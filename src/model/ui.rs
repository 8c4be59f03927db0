//! UI state - presentation state separate from domain data

/// The top-level views, switched with the tab keys.
#[derive(Debug, Clone, Copy, PartialEq, Eq)]
pub enum View {
    Dashboard,
    Complaints,
    Issues,
    Repairs,
    Tasks,
    Sms,
    Campaigns,
    Users,
}

impl View {
    pub fn all() -> Vec<View> {
        vec![
            View::Dashboard,
            View::Complaints,
            View::Issues,
            View::Repairs,
            View::Tasks,
            View::Sms,
            View::Campaigns,
            View::Users,
        ]
    }

    pub fn name(&self) -> &'static str {
        match self {
            View::Dashboard => "Dashboard",
            View::Complaints => "Complaints",
            View::Issues => "Customer Issues",
            View::Repairs => "STB Repairs",
            View::Tasks => "Technician Tasks",
            View::Sms => "SMS",
            View::Campaigns => "Campaigns",
            View::Users => "Users",
        }
    }

    /// Slug used for export file names.
    pub fn slug(&self) -> &'static str {
        match self {
            View::Dashboard => "dashboard",
            View::Complaints => "complaints",
            View::Issues => "customer-issues",
            View::Repairs => "stb-repairs",
            View::Tasks => "technician-tasks",
            View::Sms => "sms",
            View::Campaigns => "campaigns",
            View::Users => "users",
        }
    }

    pub fn next(&self) -> View {
        let views = View::all();
        let idx = views.iter().position(|v| v == self).unwrap_or(0);
        views[(idx + 1) % views.len()]
    }

    pub fn prev(&self) -> View {
        let views = View::all();
        let idx = views.iter().position(|v| v == self).unwrap_or(0);
        views[(idx + views.len() - 1) % views.len()]
    }
}

/// Main application mode
#[derive(Debug, Clone, Copy, PartialEq, Eq)]
pub enum AppMode {
    Login,
    Running,
}

#[cfg(test)]
mod tests {
    use super::*;

    #[test]
    fn test_view_cycle_wraps() {
        assert_eq!(View::Users.next(), View::Dashboard);
        assert_eq!(View::Dashboard.prev(), View::Users);
        assert_eq!(View::Complaints.next(), View::Issues);
    }
}
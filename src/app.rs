//! Root application component
//!
//! The App struct implements the Component trait, acting as the root
//! component that delegates event handling and rendering to child
//! components. App coordinates between views, the modal stack and the
//! shared stores but keeps the table logic inside the views.

use crate::action::Action;
use crate::component::Component;
use crate::components::table_view::{self, TableController, TableOp};
use crate::components::{
    campaigns, complaints, draw_dashboard, issues, repairs, sms, tasks, users,
    CampaignsView, ComplaintsView, DashboardStats, FilterDialog, FormState, HelpDialog,
    IssuesView, LoginComponent, PageSizeDialog, QuitDialog, RepairsView, SmsView,
    TasksView, UsersView,
};
use crate::config::Config;
use crate::model::auth::AuthStore;
use crate::model::complaint::{Complaint, ComplaintStatus};
use crate::model::modal::{Modal, ModalStack};
use crate::model::repair::{RepairStatus, StbRepair};
use crate::model::ui::{AppMode, View};
use crate::query::QueryState;
use crate::services::{export, seed};
use crate::storage::{FileStorage, MemoryStorage, Storage};
use anyhow::Result;
use crossterm::event::{KeyCode, KeyEvent};
use ratatui::{
    layout::Rect,
    style::{Color, Modifier, Style},
    text::{Line, Span},
    widgets::{Block, Borders, Clear, Paragraph, Tabs},
    Frame,
};

use crate::components::layout::{calculate_main_layout, centered_popup};
use crate::model::taskboard::TaskStore;

// ═══════════════════════════════════════════════════════════════════════════════
// App Struct
// ═══════════════════════════════════════════════════════════════════════════════

/// Main application state - coordinates between components
pub struct App {
    /// Current application mode
    pub mode: AppMode,

    /// Active view
    pub view: View,

    /// Modal overlay stack
    pub modals: ModalStack,

    /// Flag to indicate the app should quit
    pub should_quit: bool,

    /// Error message to display
    pub error: Option<String>,

    /// Status message to display
    pub status_message: Option<String>,

    /// Current config
    pub config: Config,

    /// Session store
    pub auth: AuthStore,

    /// Shared technician task board
    pub task_store: TaskStore,

    // ─────────────────────────────────────────────────────────────────────────
    // Child Components
    // ─────────────────────────────────────────────────────────────────────────
    pub login: LoginComponent,
    pub complaints: ComplaintsView,
    pub campaigns: CampaignsView,
    pub issues: IssuesView,
    pub repairs: RepairsView,
    pub tasks: TasksView,
    pub sms: SmsView,
    pub users: UsersView,
    pub quit_dialog: QuitDialog,
    pub help_dialog: HelpDialog,
    pub filter_dialog: FilterDialog,
    pub page_size_dialog: PageSizeDialog,

    /// Form behind the AddRecord/ComposeSms modal, if one is open
    pub form: Option<FormState>,
}

impl Default for App {
    fn default() -> Self {
        Self::new()
    }
}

____

What you will do: In the data above, find the line with "pub enum View" and the line with "stack and the". Retype both, plus every line between them, exactly.

Response to this task:
pub enum View {
    Dashboard,
    Complaints,
    Issues,
    Repairs,
    Tasks,
    Sms,
    Campaigns,
    Users,
}

impl View {
    pub fn all() -> Vec<View> {
        vec![
            View::Dashboard,
            View::Complaints,
            View::Issues,
            View::Repairs,
            View::Tasks,
            View::Sms,
            View::Campaigns,
            View::Users,
        ]
    }

    pub fn name(&self) -> &'static str {
        match self {
            View::Dashboard => "Dashboard",
            View::Complaints => "Complaints",
            View::Issues => "Customer Issues",
            View::Repairs => "STB Repairs",
            View::Tasks => "Technician Tasks",
            View::Sms => "SMS",
            View::Campaigns => "Campaigns",
            View::Users => "Users",
        }
    }

    /// Slug used for export file names.
    pub fn slug(&self) -> &'static str {
        match self {
            View::Dashboard => "dashboard",
            View::Complaints => "complaints",
            View::Issues => "customer-issues",
            View::Repairs => "stb-repairs",
            View::Tasks => "technician-tasks",
            View::Sms => "sms",
            View::Campaigns => "campaigns",
            View::Users => "users",
        }
    }

    pub fn next(&self) -> View {
        let views = View::all();
        let idx = views.iter().position(|v| v == self).unwrap_or(0);
        views[(idx + 1) % views.len()]
    }

    pub fn prev(&self) -> View {
        let views = View::all();
        let idx = views.iter().position(|v| v == self).unwrap_or(0);
        views[(idx + views.len() - 1) % views.len()]
    }
}

/// Main application mode
#[derive(Debug, Clone, Copy, PartialEq, Eq)]
pub enum AppMode {
    Login,
    Running,
}

#[cfg(test)]
mod tests {
    use super::*;

    #[test]
    fn test_view_cycle_wraps() {
        assert_eq!(View::Users.next(), View::Dashboard);
        assert_eq!(View::Dashboard.prev(), View::Users);
        assert_eq!(View::Complaints.next(), View::Issues);
    }
}
filename src/app.rs
//! Root application component
//!
//! The App struct implements the Component trait, acting as the root
//! component that delegates event handling and rendering to child
//! components. App coordinates between views, the modal stack and the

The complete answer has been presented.